Biomechanical characterization of keratoconus corneas ex vivo with Brillouin microscopy

Abstract

Purpose: Loss of corneal strength is a central feature of keratoconus progression. However, it is currently difficult to measure corneal mechanical changes noninvasively. The objective of this study is to evaluate if Brillouin optical microscopy can differentiate the mechanical properties of keratoconic corneas versus healthy corneas ex vivo.

Methods: We obtained eight tissue samples from healthy donor corneas used in Descemet's stripping endothelial keratoplasty (DSEK) and 10 advanced keratoconic corneas from patients undergoing deep anterior lamellar keratoplasty (DALK). Within 2 hours after surgery, a confocal Brillouin microscope using a monochromatic laser at 532 nm was used to map the Brillouin frequency shifts of the corneas.

Results: The mean Brillouin shift in the anterior 200 μm of the keratoconic corneas at the cone was measured to be 7.99 ± 0.10 GHz, significantly lower than 8.17 ± 0.06 GHz of the healthy corneas (P < 0.001). The Brillouin shift in the keratoconic corneas decreased with depth from the anterior toward posterior regions with a steeper slope than in the healthy corneas (P < 0.001). Within keratoconic corneas, the Brillouin shift in regions away from the apex of the cone was significantly higher than within the cone region (P < 0.001).
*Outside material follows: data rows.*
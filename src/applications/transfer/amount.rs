//! Contains the `Amount` type, which represents amounts of tokens transferred.

use core::fmt::{Display, Error as FmtError, Formatter};
use core::str::FromStr;

use derive_more::{From, Into};
use primitive_types::U256;

use crate::applications::transfer::error::TokenTransferError;
use crate::prelude::*;

/// A type for representing token transfer amounts. Unsigned by
/// construction: a negative amount is a parse failure, not a runtime state.
#[derive(Copy, Clone, Debug, Eq, PartialEq, PartialOrd, Ord, From, Into)]
pub struct Amount(U256);

impl Amount {
    pub fn is_zero(&self) -> bool {
        self.0.is_zero()
    }

    pub fn checked_add(self, rhs: Self) -> Option<Self> {
        self.0.checked_add(rhs.0).map(Self)
    }

    pub fn checked_sub(self, rhs: Self) -> Option<Self> {
        self.0.checked_sub(rhs.0).map(Self)
    }
}

impl FromStr for Amount {
    type Err = TokenTransferError;

    fn from_str(s: &str) -> Result<Self, Self::Err> {
        let amount = U256::from_dec_str(s).map_err(|e| TokenTransferError::InvalidAmount {
            description: format!("{s}: {e}"),
        })?;
        Ok(Self(amount))
    }
}

impl From<u64> for Amount {
    fn from(v: u64) -> Self {
        Self(v.into())
    }
}

impl Display for Amount {
    fn fmt(&self, f: &mut Formatter<'_>) -> Result<(), FmtError> {
        write!(f, "{}", self.0)
    }
}

// Amounts travel in packet data as decimal strings.
impl serde::Serialize for Amount {
    fn serialize<S: serde::Serializer>(&self, serializer: S) -> Result<S::Ok, S::Error> {
        serializer.collect_str(&self.0)
    }
}

impl<'de> serde::Deserialize<'de> for Amount {
    fn deserialize<D: serde::Deserializer<'de>>(deserializer: D) -> Result<Self, D::Error> {
        let s = String::deserialize(deserializer)?;
        Amount::from_str(&s).map_err(serde::de::Error::custom)
    }
}

#[cfg(test)]
mod tests {
    use super::*;

    #[test]
    fn parses_decimal_strings() {
        let amount = Amount::from_str("100").expect("valid amount");
        assert_eq!(amount, Amount::from(100u64));
    }

    #[test]
    fn rejects_negative_and_garbage() {
        assert!(Amount::from_str("-100").is_err());
        assert!(Amount::from_str("100atom").is_err());
        assert!(Amount::from_str("").is_err());
    }

    #[test]
    fn serde_roundtrip_as_string() {
        let amount = Amount::from(42u64);
        let json = serde_json::to_string(&amount).expect("serializes");
        assert_eq!(json, "\"42\"");
        let back: Amount = serde_json::from_str(&json).expect("deserializes");
        assert_eq!(back, amount);
    }
}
Conclusions: Brillouin measurements revealed notable differences between healthy and keratoconic corneas. Importantly, Brillouin imaging showed that the mechanical loss is primarily concentrated within the area of the keratoconic cone. Outside the cone, the Brillouin shift was comparable with that of healthy corneas. The results demonstrate the potential of Brillouin microscopy for diagnosis and treatment monitoring of keratoconus.

Keywords: Brillouin microscopy; corneal biomechanics; keratoconus.

Copyright 2014 The Association for Research in Vision and Ophthalmology, Inc.

Figures

Figure 1

Experimental Setup. (a) Schematic of the measurement setup. (b) Representative picture of a typical corneal central “button” sample. The blue ink marks helped identify the position of the cone (see also insets in Fig. 3). (c) The sample is placed face down on a glass-bottom culture dish with a wet cloth to keep the moist environment during measurements.

Figure 2

Representative cross-sectional (x-z) Brillouin images of human cornea tissue samples. (a) Anterior portion of a healthy cornea from a nonkeratoconus donor collected after DSEK surgery. (b) Anterior portion of a keratoconus cornea collected after DALK surgery imaged within the cone region. Scale bars: 50 μm.

Figure 3

Brillouin depth profiles of several cornea tissue samples. Each colored profile indicates a representative depth profile from a different cornea. The depth profile was typically obtained by an average of 10 to 20 axial scans at a given location. The red dots in the inset indicate the regions of all the measurements (N = 10 from four different corneas). (a) Along the depth axis, healthy corneas are characterized by slightly decreasing anterior modulus followed by a more rapid decline in the midposterior stroma. (b) In the cone region of keratoconus corneas, the Brillouin depth profile show lower Brillouin modulus and more rapid decline of modulus across depth. (c) Outside the cone region, keratoconus corneas present similar Brillouin depth profiles as healthy corneas.

Figure 4

Brillouin elasticity metrics. (a) The Brillouin shift in the anterior 200 μm of keratoconic corneas measured within the cone region is significantly lower than in healthy corneas and in regions of keratoconic corneas outside the cone. Regions away from the cone do not display significant differences from healthy corneas. (b) The axial slope, or rate of change in Brillouin shift through depth, within the cone region is significantly steeper than the one measured in healthy corneas and in keratoconus corneas outside the cone. The noncone regions do not display significant differences from healthy corneas. ***P < 0.001; n.s., not statistically significant difference.